The Labour leader aims to position his party as the only one offering "credible" change. 

Labour wants the general election to be defined by living standards and the NHS. But with immigration rising in salience (some polls show voters now regard it as the most important issue facing the county), and David Cameron planning a major speech on the subject before Christmas, it recognises that it needs a response.

Ed Miliband's speech in Rochester and Strood today, ahead of the by-election on 20 November, offered the clearest account yet of how his party would approach this area. In his address to voters he emphasised that "our plan to make this country work for your family also includes addressing immigration" and that he had "changed" Labour's approach. He went on to outline a five-point plan that would be contained in a bill in the party's first Queen's Speech. 

Here are the five points and the thinking behind them. 

1. Stronger border controls

Miliband promised to take action "to ensure that when people cross our borders they are counted - in and out – so we know who is here, who has gone home and who has stayed so we can deal with illegal immigration." At present, as MPs of all parties complain, the Home Office doesn't know  how many foreign citizens come into the country, how many of them leave when their visa runs out, and how many don’t. By convincing the public that it has a grip on illegal immigration, one of their biggest concerns, Labour believes that it would be able to win a fairer hearing for an open migration policy. 

2. Making it illegal to exploit workers

The second pledge from Miliband was to "introduce a law to make it a criminal offence to exploit workers, wherever they come from, with the aim of illegally undercutting wages or conditions here." This is designed to address the problem of employers in industries such as agriculture and construction using migrants to drive down pay and standards for their domestic counterparts. The hope is that this would also have the side-effect of reducing the level of low-skilled migration. 

3. Banning recruitment agencies from hiring only migrants

In a continuation of this approach, Miliband vowed to ban employment agencies from recruiting only from abroad. By focusing on labour market regulation, Labour aims to tackle the root cause of public anxiety over immigration, rather than seeking to appease voters with crude caps and quotas. 

4. Requiring employers to train an apprentice for each skilled migrant

Declaring that "we will make sure opportunities are available for our young people here", Miliband restated his commitment to require large companies to train an apprentice each time they hire a skilled worker from outside the EU. This is aimed at reducing Britain's long-term dependency on skilled immigration and at creating up to 125,000 new apprenticeships over the next parliament.

The scheme would affect those foreign nationals brought in under Tier 2 of the points-based system - those offered a skilled job to fill a gap in the labour market that cannot be filled by a domestic worker. Research by Labour has shown that many recently created apprenticeships have been for low-quality courses, rather than the high-quality, German-style ones that it wants to encourage. 

5. Making public sector workers learn English

Labour recognises that the anxiety around immigration has cultural as well as economic roots.

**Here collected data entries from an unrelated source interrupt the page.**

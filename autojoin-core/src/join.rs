use std::fs::{File, OpenOptions};
use std::io::{self, BufWriter, Write};
use std::path::{Path, PathBuf};
use thiserror::Error;
use tracing::{debug, info};

#[derive(Debug, Error)]
pub enum JoinError {
    #[error("could not create {}: {source}", destination.display())]
    CreateDestination {
        destination: PathBuf,
        #[source]
        source: io::Error,
    },
    #[error("could not read part {} while joining {}: {source}", part.display(), destination.display())]
    ReadPart {
        destination: PathBuf,
        part: PathBuf,
        #[source]
        source: io::Error,
    },
    #[error("could not write {}: {source}", destination.display())]
    WriteDestination {
        destination: PathBuf,
        #[source]
        source: io::Error,
    },
}

impl JoinError {
    pub fn destination(&self) -> &Path {
        match self {
            JoinError::CreateDestination { destination, .. }
            | JoinError::ReadPart { destination, .. }
            | JoinError::WriteDestination { destination, .. } => destination,
        }
    }
}

/// Concatenates `parts`, in the given order, into `destination`.
///
/// Returns the number of bytes written. An existing destination is truncated only when
/// `overwrite` is set; otherwise creation fails. On error the partially written file is
/// left where it is.
pub fn join_files(destination: &Path, parts: &[PathBuf], overwrite: bool) -> Result<u64, JoinError> {
    let mut options = OpenOptions::new();
    options.write(true);
    if overwrite {
        options.create(true).truncate(true);
    } else {
        options.create_new(true);
    }
    let file = options
        .open(destination)
        .map_err(|source| JoinError::CreateDestination {
            destination: destination.to_path_buf(),
            source,
        })?;
    let mut writer = BufWriter::new(file);
    let write_err = |source: io::Error| JoinError::WriteDestination {
        destination: destination.to_path_buf(),
        source,
    };

    let mut written = 0u64;
    for part in parts {
        let mut reader = File::open(part).map_err(|source| JoinError::ReadPart {
            destination: destination.to_path_buf(),
            part: part.clone(),
            source,
        })?;
        // io::copy does not separate read and write failures; report them against the part.
        let copied = io::copy(&mut reader, &mut writer).map_err(|source| JoinError::ReadPart {
            destination: destination.to_path_buf(),
            part: part.clone(),
            source,
        })?;
        debug!(part = %part.display(), bytes = copied, "Appended part");
        written += copied;
    }

    writer.flush().map_err(write_err)?;
    writer.get_ref().sync_all().map_err(write_err)?;

    info!(destination = %destination.display(), parts = parts.len(), bytes = written, "Joined parts");
    Ok(written)
}
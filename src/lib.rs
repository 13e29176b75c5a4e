#![no_std]

//! Absolute Sensor - orientation estimation for mobile motion-sensor bridges
//!
//! Converts the attitude reported by a phone's fused motion sensors into a
//! `{roll, pitch, yaw}` triple with a consistent sign and heading convention
//! across platforms. Two inputs are supported:
//!
//! - Rotation-vector samples (quaternion from the sensor hub), converted via
//!   the rotation matrix with a clamp on the pitch sine near gimbal lock
//! - Euler attitude from a device-motion API, with the yaw zero re-referenced
//!   when the stream is relative to magnetic north
//!
//! Alongside the estimator the crate carries the small pieces of the sensor
//! bridge that are independent of any OS: the sensor stream identifiers, the
//! raw `{x, y, z}` sample shape and the screen rotation mapping. Talking to
//! the platform sensor APIs is left to the caller.
//!
//! # Features
//!
//! - `#![no_std]`, no allocation, every conversion is a pure function
//! - `serde`: serialize samples in the `{roll, pitch, yaw}` / `{x, y, z}` wire shape
//! - `defmt-03`: `defmt::Format` for all public types
//!
//! # Quick Start
//!
//! ```rust
//! use absolute_sensor::{OrientationEstimator, ReferenceFrame, RotationVector, attitude_to_orientation};
//!
//! let estimator = OrientationEstimator::new();
//!
//! // Rotation-vector sensor payload [x, y, z, w]
//! let rotation_vector = RotationVector::from_slice(&[0.0, 0.0, 0.3826834, 0.9238795]).unwrap();
//! let sample = estimator.estimate_from_rotation_vector(&rotation_vector);
//! assert!((sample.yaw.to_degrees() - 45.0).abs() < 1e-3);
//!
//! // Device-motion attitude in the magnetic-north frame
//! let absolute = attitude_to_orientation(0.0, 0.0, 0.0, ReferenceFrame::MagneticNorthZVertical);
//! assert!((absolute.yaw.to_degrees() - 90.0).abs() < 1e-9);
//! ```

pub mod error;
mod estimator;
mod math;
mod rotation;
pub mod screen;
pub mod sensor;
mod types;

// Re-export all public types and functions
pub use error::Error;
pub use estimator::{
    OrientationEstimator, attitude_to_orientation, matrix_to_orientation,
    rotation_matrix_to_orientation,
};
pub use math::{DEG_TO_RAD, RAD_TO_DEG, wrap_to_pi};
pub use rotation::RotationVector;
pub use screen::{ScreenOrientation, ScreenOrientationTracker};
pub use sensor::{METHOD_CHANNEL, SCREEN_ORIENTATION_CHANNEL, SensorType};
pub use types::*;
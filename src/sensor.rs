//! Sensor stream identifiers shared with the platform bridge
//!
//! Each stream is published on its own event channel and addressed by the
//! platform sensor type code in method-channel calls.
//!
//! # Example
//! ```
//! use absolute_sensor::{ReferenceFrame, SensorType};
//!
//! let sensor = SensorType::try_from(11).unwrap();
//! assert_eq!(sensor, SensorType::AbsoluteOrientation);
//! assert_eq!(sensor.channel(), "absolute_sensor/absolute_orientation");
//! assert_eq!(sensor.reference_frame(), Some(ReferenceFrame::MagneticNorthZVertical));
//! ```

use crate::error::Error;
use crate::types::ReferenceFrame;

/// Method channel carrying availability and update interval calls
pub const METHOD_CHANNEL: &str = "absolute_sensor/method";

/// Event channel carrying screen rotation angles
pub const SCREEN_ORIENTATION_CHANNEL: &str = "absolute_sensor/screen_orientation";

/// Motion sensor streams exposed by the bridge
///
/// Discriminants are the platform sensor type codes.
#[derive(Debug, Clone, Copy, PartialEq, Eq, Hash)]
#[cfg_attr(feature = "defmt-03", derive(defmt::Format))]
#[repr(i32)]
pub enum SensorType {
    /// Raw acceleration including gravity
    Accelerometer = 1,
    /// Magnetic field strength
    Magnetometer = 2,
    /// Angular rate
    Gyroscope = 4,
    /// Linear acceleration with gravity removed
    UserAcceleration = 10,
    /// Attitude referenced to magnetic north
    AbsoluteOrientation = 11,
    /// Attitude with an arbitrary initial heading
    Orientation = 15,
}

impl SensorType {
    /// Every stream, in channel registration order
    pub const ALL: [SensorType; 6] = [
        SensorType::Accelerometer,
        SensorType::UserAcceleration,
        SensorType::Gyroscope,
        SensorType::Magnetometer,
        SensorType::Orientation,
        SensorType::AbsoluteOrientation,
    ];

    /// Platform sensor type code
    pub const fn code(self) -> i32 {
        self as i32
    }

    /// Event channel name the stream is published on
    pub const fn channel(self) -> &'static str {
        match self {
            SensorType::Accelerometer => "absolute_sensor/accelerometer",
            SensorType::UserAcceleration => "absolute_sensor/user_accelerometer",
            SensorType::Gyroscope => "absolute_sensor/gyroscope",
            SensorType::Magnetometer => "absolute_sensor/magnetometer",
            SensorType::Orientation => "absolute_sensor/orientation",
            SensorType::AbsoluteOrientation => "absolute_sensor/absolute_orientation",
        }
    }

    /// Look up a stream by its event channel name
    pub fn from_channel(channel: &str) -> Option<Self> {
        Self::ALL.into_iter().find(|sensor| sensor.channel() == channel)
    }

    /// Reference frame of an orientation stream, `None` for raw vectors
    pub const fn reference_frame(self) -> Option<ReferenceFrame> {
        match self {
            SensorType::Orientation => Some(ReferenceFrame::ArbitraryZVertical),
            SensorType::AbsoluteOrientation => Some(ReferenceFrame::MagneticNorthZVertical),
            SensorType::Accelerometer
            | SensorType::UserAcceleration
            | SensorType::Gyroscope
            | SensorType::Magnetometer => None,
        }
    }

    /// Whether samples are `{roll, pitch, yaw}` rather than `{x, y, z}`
    pub const fn is_orientation(self) -> bool {
        self.reference_frame().is_some()
    }
}

impl TryFrom<i32> for SensorType {
    type Error = Error;

    fn try_from(code: i32) -> Result<Self, Self::Error> {
        match code {
            1 => Ok(SensorType::Accelerometer),
            2 => Ok(SensorType::Magnetometer),
            4 => Ok(SensorType::Gyroscope),
            10 => Ok(SensorType::UserAcceleration),
            11 => Ok(SensorType::AbsoluteOrientation),
            15 => Ok(SensorType::Orientation),
            other => Err(Error::UnknownSensorType(other)),
        }
    }
}

impl From<SensorType> for i32 {
    fn from(sensor: SensorType) -> Self {
        sensor.code()
    }
}
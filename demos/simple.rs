use absolute_sensor::{
    EstimatorSettings, OrientationEstimator, ReferenceFrame, RotationVector, SensorType,
};

fn main() {
    let estimator = OrientationEstimator::new();
    let absolute = OrientationEstimator::with_settings(EstimatorSettings {
        reference_frame: ReferenceFrame::MagneticNorthZVertical,
    });

    for step in 0..10 {
        // this loop should repeat each time a rotation-vector sample arrives
        let heading = (step as f64 * 10.0).to_radians();
        let payload = [0.0, 0.0, (heading / 2.0).sin(), (heading / 2.0).cos()]; // replace with sensor values

        let rotation_vector = match RotationVector::from_slice(&payload) {
            Ok(rotation_vector) => rotation_vector,
            Err(err) => {
                eprintln!("dropping sample: {err}");
                continue;
            }
        };
        let sample = estimator.estimate_from_rotation_vector(&rotation_vector).to_degrees();

        println!(
            "{}: Roll: {:.2}, Pitch: {:.2}, Yaw: {:.2}",
            estimator.sensor_type().channel(),
            sample.roll,
            sample.pitch,
            sample.yaw
        );

        // Device-motion attitude (e.g. from a platform attitude object)
        let sample = absolute.estimate_from_attitude(0.0, 0.0, heading).to_degrees();
        println!(
            "{}: Roll: {:.2}, Pitch: {:.2}, Yaw: {:.2}",
            SensorType::AbsoluteOrientation.channel(),
            sample.roll,
            sample.pitch,
            sample.yaw
        );
    }
}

Miliband's pledge to ensure that public sector workers in public-facing roles "have minimum standards of English" is designed to address this. One strategist told me that it reflected a US-style view of the importance of language for integration. 

On the EU, which accounts for 214,000 of the 560,000 immigrants who came to Britain in the year ending March 2014, Miliband promised to seek:

- Longer transitional controls when new countries join the EU.

- Preventing child benefit and child tax credits from being paid to families living abroad.

Doubling the period before migrants would be entitled to benefits.

- Stronger rules to deal with foreign criminals.

He added that "all these changes are about controls, about tackling undercutting of wages by rogue employers and about people earning their entitlements". Labour is also likely to have more to say soon on reasserting the contributory principle in welfare: the requirement that people pay in before they get out. Strategists believe that the less toxic status of immigration in other European countries is partly due to their contribution-based social security systems. 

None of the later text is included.